Le risque géopolitique reste concentré sur le Moyen‑Orient et le détroit d’Hormuz. Si la restauration partielle des flux de transit a permis aux producteurs du Golfe d’augmenter leur offre, des incidents de sécurité intermittents et l’impasse diplomatique ont maintenu une prime de risque intégrée dans les prix spot. Les discussions de marché se concentrent de plus en plus sur la question de savoir si une normalisation supplémentaire du trafic à Hormuz compensera suffisamment les révisions baissières de la demande pour éviter un retour à des conditions excédentaires en 2027.
Perspectives de trading & indications de prix à 3 jours
- Producteurs : Mettre à profit la forte backwardation et les niveaux élevés du Brent front‑month (autour de 100–105 EUR/bbl équivalent) pour prolonger les couvertures sur 2026–2027. La courbe à terme dans la zone médiane des 70 à basse des 80 EUR offre des marges attractives par rapport aux coûts d’exploitation historiques, en particulier pour les producteurs à bas coûts du Golfe et du schiste américain.
- Raffineurs : Maintenir des taux de marche élevés lorsque les contraintes logistiques et environnementales le permettent, mais commencer à verrouiller les marges sur distillats moyens plus loin sur la courbe.
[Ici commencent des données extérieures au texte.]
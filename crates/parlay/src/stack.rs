//! Rule invocation bookkeeping.
//!
//! Purely diagnostic: the stack mirrors rule entry and exit so error
//! messages and debuggers can show where in the grammar the parse currently
//! is. Parsing decisions never consult it.

use crate::automaton::Automaton;
use crate::token::TokenKind;

/// The stack of rules currently being parsed.
#[derive(Debug, Clone, Default)]
pub struct InvocationStack {
    frames: Vec<usize>,
}

impl InvocationStack {
    /// An empty stack.
    #[must_use]
    pub const fn new() -> Self {
        Self { frames: Vec::new() }
    }

    /// Record entry into a rule.
    pub fn push(&mut self, rule_index: usize) {
        self.frames.push(rule_index);
    }

    /// Record exit from the innermost rule.
    ///
    /// # Panics
    ///
    /// Panics if the stack is empty.
    pub fn pop(&mut self) -> usize {
        self.frames
            .pop()
            .expect("Internal error: rule exited with an empty invocation stack")
    }

    /// The innermost rule, if any rule is active.
    #[must_use]
    pub fn current(&self) -> Option<usize> {
        self.frames.last().copied()
    }

    /// Number of active rules.
    #[must_use]
    pub fn depth(&self) -> usize {
        self.frames.len()
    }

    /// Whether no rule is active.
    #[must_use]
    pub fn is_empty(&self) -> bool {
        self.frames.is_empty()
    }

    /// Snapshot of the active rule names, innermost first.
    #[must_use]
    pub fn snapshot<'a, K: TokenKind>(&self, automaton: &'a Automaton<K>) -> Vec<&'a str> {
        self.frames
            .iter()
            .rev()
            .map(|&index| {
                automaton
                    .rule(index)
                    .expect("Internal error: invocation stack holds an unknown rule")
                    .name()
            })
            .collect()
    }

    /// Drop all frames.
    pub fn clear(&mut self) {
        self.frames.clear();
    }
}

#[cfg(test)]
mod tests {
    use super::*;
    use crate::automaton::AutomatonBuilder;
    use crate::token::TokenSet;

    #[derive(Debug, Clone, Copy, PartialEq, Eq, Hash)]
    enum TestKind {
        Eof,
    }

    impl TokenKind for TestKind {
        fn is_eof(self) -> bool {
            true
        }

        fn display_name(self) -> &'static str {
            "<EOF>"
        }
    }

    #[test]
    fn test_snapshot_is_innermost_first() {
        let mut builder: AutomatonBuilder<TestKind> = AutomatonBuilder::new();
        let r_s = builder.rule("s", 1, TokenSet::new());
        let r_a = builder.rule("a", 1, TokenSet::new());
        let automaton = builder.build().unwrap();

        let mut stack = InvocationStack::new();
        stack.push(r_s);
        stack.push(r_a);
        assert_eq!(stack.snapshot(&automaton), vec!["a", "s"]);
        assert_eq!(stack.current(), Some(r_a));

        stack.pop();
        assert_eq!(stack.snapshot(&automaton), vec!["s"]);
    }

    #[test]
    fn test_balanced_push_pop() {
        let mut stack = InvocationStack::new();
        assert!(stack.is_empty());
        stack.push(0);
        stack.push(1);
        assert_eq!(stack.depth(), 2);
        assert_eq!(stack.pop(), 1);
        assert_eq!(stack.pop(), 0);
        assert!(stack.is_empty());
    }
}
L’assouplissement de la courbe du diesel vers fin 2027–2028 suggère que la vigueur actuelle des cracks pourrait ne pas être durable.
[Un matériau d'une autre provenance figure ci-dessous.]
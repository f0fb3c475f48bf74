//! # Parse Tree
//!
//! Arena-backed parse trees built incrementally during recognition.
//!
//! Nodes live in a [`ParseTree`] arena and refer to each other through
//! [`NodeId`] indices, so parent back-references are plain indices rather
//! than shared-ownership cycles. The node shape is the closed [`Node`] enum:
//! rule contexts, matched terminals, and error leaves produced by recovery.
//!
//! Rule nodes carry a caller-chosen context type implementing
//! [`RuleContext`]. The runtime only asks a context to track the predicted
//! alternative number; implementations are free to add their own fields on
//! top. [`BaseContext`] discards alternative numbers, [`AltContext`] records
//! them.

use crate::token::{Token, TokenKind};
use smallvec::SmallVec;
use std::fmt;

/// Index of a node in a [`ParseTree`] arena.
#[derive(Debug, Clone, Copy, PartialEq, Eq, Hash)]
pub struct NodeId(u32);

impl NodeId {
    #[must_use]
    pub const fn index(self) -> usize {
        self.0 as usize
    }
}

/// Per-rule-node state attached by the grammar author.
///
/// The runtime stamps the predicted alternative through
/// [`set_alt_number`](RuleContext::set_alt_number); whether that number is
/// retained is up to the implementation. Custom implementations may carry
/// arbitrary extra fields.
pub trait RuleContext: Default + fmt::Debug {
    /// The alternative number stamped on this context, if tracked.
    fn alt_number(&self) -> Option<u32>;

    /// Record the 1-based alternative number chosen for this context.
    fn set_alt_number(&mut self, alt: u32);
}

/// The no-op context: alternative numbers are discarded.
#[derive(Debug, Clone, Copy, PartialEq, Eq, Default)]
pub struct BaseContext;

impl RuleContext for BaseContext {
    fn alt_number(&self) -> Option<u32> {
        None
    }

    fn set_alt_number(&mut self, _alt: u32) {}
}

/// A context that records the stamped alternative number.
#[derive(Debug, Clone, Copy, PartialEq, Eq, Default)]
pub struct AltContext {
    alt: Option<u32>,
}

impl RuleContext for AltContext {
    fn alt_number(&self) -> Option<u32> {
        self.alt
    }

    fn set_alt_number(&mut self, alt: u32) {
        self.alt = Some(alt);
    }
}

/// Interior node for one rule invocation.
#[derive(Debug)]
pub struct RuleNode<C: RuleContext> {
    /// Index of the invoked rule in the automaton.
    pub rule_index: usize,
    /// Automaton state the invoking rule resumed from.
    pub invoking_state: usize,
    /// Caller-chosen context state.
    pub context: C,
    children: SmallVec<[NodeId; 4]>,
    start: Option<usize>,
    stop: Option<usize>,
}

impl<C: RuleContext> RuleNode<C> {
    /// Child nodes, in the order they were attached.
    #[must_use]
    pub fn children(&self) -> &[NodeId] {
        &self.children
    }

    /// Stream index of the first token matched under this rule.
    #[must_use]
    pub const fn start_index(&self) -> Option<usize> {
        self.start
    }

    /// Stream index of the last token matched under this rule.
    #[must_use]
    pub const fn stop_index(&self) -> Option<usize> {
        self.stop
    }
}

/// Leaf node for a successfully matched token.
#[derive(Debug)]
pub struct TerminalNode<K: TokenKind> {
    pub token: Token<K>,
}

/// Leaf node for a token consumed or conjured during error recovery.
#[derive(Debug)]
pub struct ErrorNode<K: TokenKind> {
    pub token: Token<K>,
    /// `true` when the token was conjured by single-token insertion rather
    /// than consumed from the stream.
    pub inserted: bool,
}

/// The closed set of parse tree node shapes.
#[derive(Debug)]
pub enum Node<K: TokenKind, C: RuleContext> {
    Rule(RuleNode<C>),
    Terminal(TerminalNode<K>),
    Error(ErrorNode<K>),
}

struct NodeEntry<K: TokenKind, C: RuleContext> {
    parent: Option<NodeId>,
    node: Node<K, C>,
}

/// An arena-backed parse tree under construction.
///
/// Children are appended in match order and never reordered. While a rule is
/// open, every added leaf updates the start/stop token indices of all open
/// ancestors, so a finished rule node always covers its descendants.
pub struct ParseTree<K: TokenKind, C: RuleContext = BaseContext> {
    entries: Vec<NodeEntry<K, C>>,
    root: Option<NodeId>,
    open: SmallVec<[NodeId; 8]>,
}

impl<K: TokenKind, C: RuleContext> Default for ParseTree<K, C> {
    fn default() -> Self {
        Self::new()
    }
}

impl<K: TokenKind, C: RuleContext> ParseTree<K, C> {
    /// Create an empty tree.
    #[must_use]
    pub fn new() -> Self {
        Self {
            entries: Vec::new(),
            root: None,
            open: SmallVec::new(),
        }
    }

    fn push(&mut self, parent: Option<NodeId>, node: Node<K, C>) -> NodeId {
        let id = NodeId(u32::try_from(self.entries.len()).expect("Internal error: tree arena overflow"));
        self.entries.push(NodeEntry { parent, node });
        if let Some(parent) = parent {
            match &mut self.entries[parent.index()].node {
                Node::Rule(rule) => rule.children.push(id),
                _ => panic!("Internal error: parent node is not a rule node"),
            }
        }
        id
    }

    /// Open a rule node under the current rule (or as the root) and make it
    /// the current rule.
    ///
    /// # Panics
    ///
    /// Panics if the tree already has a finished root.
    pub fn enter_rule(&mut self, rule_index: usize, invoking_state: usize) -> NodeId {
        let parent = self.open.last().copied();
        assert!(
            parent.is_some() || self.root.is_none(),
            "Internal error: rule entered after the root rule finished"
        );
        let id = self.push(
            parent,
            Node::Rule(RuleNode {
                rule_index,
                invoking_state,
                context: C::default(),
                children: SmallVec::new(),
                start: None,
                stop: None,
            }),
        );
        if parent.is_none() {
            self.root = Some(id);
        }
        self.open.push(id);
        id
    }

    /// Close the current rule node, returning its id.
    ///
    /// # Panics
    ///
    /// Panics if no rule is open.
    pub fn exit_rule(&mut self) -> NodeId {
        self.open
            .pop()
            .expect("Internal error: exit_rule without a matching enter_rule")
    }

    fn add_leaf(&mut self, node: Node<K, C>, token_index: usize) -> NodeId {
        let parent = self
            .open
            .last()
            .copied()
            .expect("Internal error: leaf added with no open rule");
        let id = self.push(Some(parent), node);
        for &open_id in &self.open {
            if let Node::Rule(rule) = &mut self.entries[open_id.index()].node {
                rule.start.get_or_insert(token_index);
                rule.stop = Some(token_index);
            }
        }
        id
    }

    /// Attach a matched token under the current rule.
    pub fn add_token(&mut self, token: Token<K>) -> NodeId {
        let index = token.index;
        self.add_leaf(Node::Terminal(TerminalNode { token }), index)
    }

    /// Attach an error leaf under the current rule.
    pub fn add_error_token(&mut self, token: Token<K>, inserted: bool) -> NodeId {
        let index = token.index;
        self.add_leaf(Node::Error(ErrorNode { token, inserted }), index)
    }

    /// Context of the current rule.
    ///
    /// # Panics
    ///
    /// Panics if no rule is open.
    pub fn current_context_mut(&mut self) -> &mut C {
        let id = *self
            .open
            .last()
            .expect("Internal error: no open rule");
        match &mut self.entries[id.index()].node {
            Node::Rule(rule) => &mut rule.context,
            _ => unreachable!("open stack holds only rule nodes"),
        }
    }

    /// Id of the current (innermost open) rule node.
    #[must_use]
    pub fn current_rule(&self) -> Option<NodeId> {
        self.open.last().copied()
    }

    /// Number of open rule nodes.
    #[must_use]
    pub fn open_depth(&self) -> usize {
        self.open.len()
    }

    /// The root node, once the outermost rule has been entered.
    #[must_use]
    pub const fn root(&self) -> Option<NodeId> {
        self.root
    }

    /// Look up a node.
    ///
    /// # Panics
    ///
    /// Panics if `id` does not belong to this tree.
    #[must_use]
    pub fn node(&self, id: NodeId) -> &Node<K, C> {
        &self.entries[id.index()].node
    }

    /// Parent of a node, `None` for the root.
    #[must_use]
    pub fn parent(&self, id: NodeId) -> Option<NodeId> {
        self.entries[id.index()].parent
    }

    /// Children of a node; empty for leaves.
    #[must_use]
    pub fn children(&self, id: NodeId) -> &[NodeId] {
        match self.node(id) {
            Node::Rule(rule) => rule.children(),
            _ => &[],
        }
    }

    /// Number of nodes in the arena.
    #[must_use]
    pub fn len(&self) -> usize {
        self.entries.len()
    }

    /// Whether the tree has no nodes.
    #[must_use]
    pub fn is_empty(&self) -> bool {
        self.entries.is_empty()
    }
}

impl<K: TokenKind, C: RuleContext> fmt::Debug for ParseTree<K, C> {
    fn fmt(&self, f: &mut fmt::Formatter<'_>) -> fmt::Result {
        f.debug_struct("ParseTree")
            .field("nodes", &self.entries.len())
            .field("open", &self.open.len())
            .field("root", &self.root)
            .finish()
    }
}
- Consommateurs & importateurs : Envisager de mettre en place des couvertures par paliers lors des replis plutôt que de poursuivre le rally actuel. Les révisions baissières de la demande et la pause prévue des hausses de quotas de l’OPEP+ après septembre laissent entrevoir une montée des risques baissiers à moyen terme, même si les bilans du T3 restent tendus.
Au cours des trois prochaines séances, en l’absence de chocs géopolitiques ou météorologiques majeurs, le Brent et le WTI devraient rester fermes mais évoluant en range, le Brent front‑month oscillant globalement autour de 100–105 EUR/bbl et le WTI autour de 95–100 EUR/bbl. Le biais sous‑jacent demeure légèrement haussier à court terme en raison de la tension sur les équilibres physiques, mais chaque nouvelle révision baissière de la demande ou signe d’un meilleur respect des quotas par l’OPEP+ pourrait déclencher des corrections rapides sur la courbe à terme.